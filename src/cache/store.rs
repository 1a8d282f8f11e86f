//! Filesystem-backed content store.
//!
//! # Responsibilities
//! - Persist (status, headers, body) under the path derived by `path.rs`
//! - Read back both on-disk shapes (raw + `.meta` sidecar, or JSON document)
//! - Fast existence checks without decoding
//!
//! Writes go to a `.tmp` sibling and are renamed into place, so a reader
//! never observes a truncated file for a key. Two concurrent writers to the
//! same key race benignly: entries are idempotent snapshots and the last
//! write wins. A reader racing a writer on the raw shape may pair a new body
//! with an old sidecar during the write window; entries are typically
//! write-once, so the window is accepted.

use std::io::ErrorKind;
use std::path::{Path, PathBuf};

use axum::http::{HeaderMap, Method};
use bytes::Bytes;
use indexmap::IndexMap;
use tokio::fs;

use crate::cache::encoding::detect_and_decode;
use crate::cache::entry::{CacheDocument, CacheEntry, MetaSidecar};
use crate::cache::path::{self, CachePath};
use crate::cache::CacheError;
use crate::http::headers::{clean_response_headers, to_ordered};

/// Durable key→(status, headers, body) storage rooted at a cache directory.
pub struct CacheStore {
    root: PathBuf,
}

impl CacheStore {
    /// Open a store, creating the root directory if needed.
    pub fn new(root: impl AsRef<Path>) -> std::io::Result<Self> {
        let root = root.as_ref().to_path_buf();
        std::fs::create_dir_all(&root)?;
        Ok(Self { root })
    }

    pub fn root(&self) -> &Path {
        &self.root
    }

    /// Persist a response. `request_body` participates in the key for POST
    /// and must be the same bytes used to derive it elsewhere.
    ///
    /// Response headers are sanitized before persisting; the sanitizer is
    /// idempotent, so callers that already cleaned them lose nothing.
    pub async fn put(
        &self,
        url: &str,
        method: &Method,
        request_body: Option<&[u8]>,
        status_code: u16,
        headers: &HeaderMap,
        content: &[u8],
    ) -> Result<(), CacheError> {
        let cache_path = path::derive(&self.root, url, method, request_body)?;
        if let Some(parent) = cache_path.file().parent() {
            fs::create_dir_all(parent).await?;
        }
        let cleaned = to_ordered(&clean_response_headers(headers));

        match &cache_path {
            CachePath::Raw { file } => {
                write_atomic(file, content).await?;
                let sidecar = MetaSidecar {
                    status_code,
                    headers: cleaned,
                };
                let text = serde_json::to_string_pretty(&sidecar).map_err(CacheError::Encode)?;
                write_atomic(&path::meta_path(file), text.as_bytes()).await?;
            }
            CachePath::Document { file } => {
                let parts = path::extract_url_parts(url)?;
                let document = if *method == Method::POST {
                    CacheDocument {
                        status_code,
                        headers: cleaned,
                        content: detect_and_decode(content),
                        query_params: None,
                        request_body: Some(
                            request_body.map(detect_and_decode).unwrap_or_default(),
                        ),
                    }
                } else {
                    CacheDocument {
                        status_code,
                        headers: cleaned,
                        content: detect_and_decode(content),
                        query_params: parts.query,
                        request_body: None,
                    }
                };
                let text = serde_json::to_string_pretty(&document).map_err(CacheError::Encode)?;
                write_atomic(file, text.as_bytes()).await?;
            }
        }
        Ok(())
    }

    /// Read a cached response. `Ok(None)` is a miss; `Err(Corrupt)` means an
    /// entry exists but cannot be parsed (it is left on disk untouched).
    pub async fn get(
        &self,
        url: &str,
        method: &Method,
        request_body: Option<&[u8]>,
    ) -> Result<Option<CacheEntry>, CacheError> {
        let cache_path = path::derive(&self.root, url, method, request_body)?;

        match &cache_path {
            CachePath::Raw { file } => {
                let content = match fs::read(file).await {
                    Ok(bytes) => bytes,
                    Err(err) if err.kind() == ErrorKind::NotFound => return Ok(None),
                    Err(err) => return Err(err.into()),
                };
                let meta_file = path::meta_path(file);
                // Entries written without a sidecar read back with defaults.
                let (status_code, headers) = match fs::read_to_string(&meta_file).await {
                    Ok(text) => {
                        let sidecar: MetaSidecar = serde_json::from_str(&text)
                            .map_err(|source| CacheError::Corrupt {
                                path: meta_file.clone(),
                                source,
                            })?;
                        (sidecar.status_code, sidecar.headers)
                    }
                    Err(err) if err.kind() == ErrorKind::NotFound => (200, IndexMap::new()),
                    Err(err) => return Err(err.into()),
                };
                Ok(Some(CacheEntry {
                    status_code,
                    headers,
                    body: Bytes::from(content),
                }))
            }
            CachePath::Document { file } => {
                let text = match fs::read_to_string(file).await {
                    Ok(text) => text,
                    Err(err) if err.kind() == ErrorKind::NotFound => return Ok(None),
                    Err(err) => return Err(err.into()),
                };
                let document: CacheDocument =
                    serde_json::from_str(&text).map_err(|source| CacheError::Corrupt {
                        path: file.clone(),
                        source,
                    })?;
                Ok(Some(CacheEntry {
                    status_code: document.status_code,
                    headers: document.headers,
                    body: Bytes::from(document.content.into_bytes()),
                }))
            }
        }
    }

    /// Existence check without decoding, used ahead of a full read.
    pub async fn exists(
        &self,
        url: &str,
        method: &Method,
        request_body: Option<&[u8]>,
    ) -> Result<bool, CacheError> {
        let cache_path = path::derive(&self.root, url, method, request_body)?;
        Ok(fs::try_exists(cache_path.file()).await.unwrap_or(false))
    }
}

async fn write_atomic(file: &Path, contents: &[u8]) -> std::io::Result<()> {
    let name = file
        .file_name()
        .map(|n| n.to_string_lossy().into_owned())
        .unwrap_or_default();
    let tmp = file.with_file_name(format!("{name}.tmp"));
    fs::write(&tmp, contents).await?;
    fs::rename(&tmp, file).await
}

◆ ◆ ◆ ◆

Task objective: Whenever a line in the listing above includes the word "cleaned", return that line.

Response to this exercise:
    /// idempotent, so callers that already cleaned them lose nothing.
        let cleaned = to_ordered(&clean_response_headers(headers));
                    headers: cleaned,
                        headers: cleaned,
                        headers: cleaned,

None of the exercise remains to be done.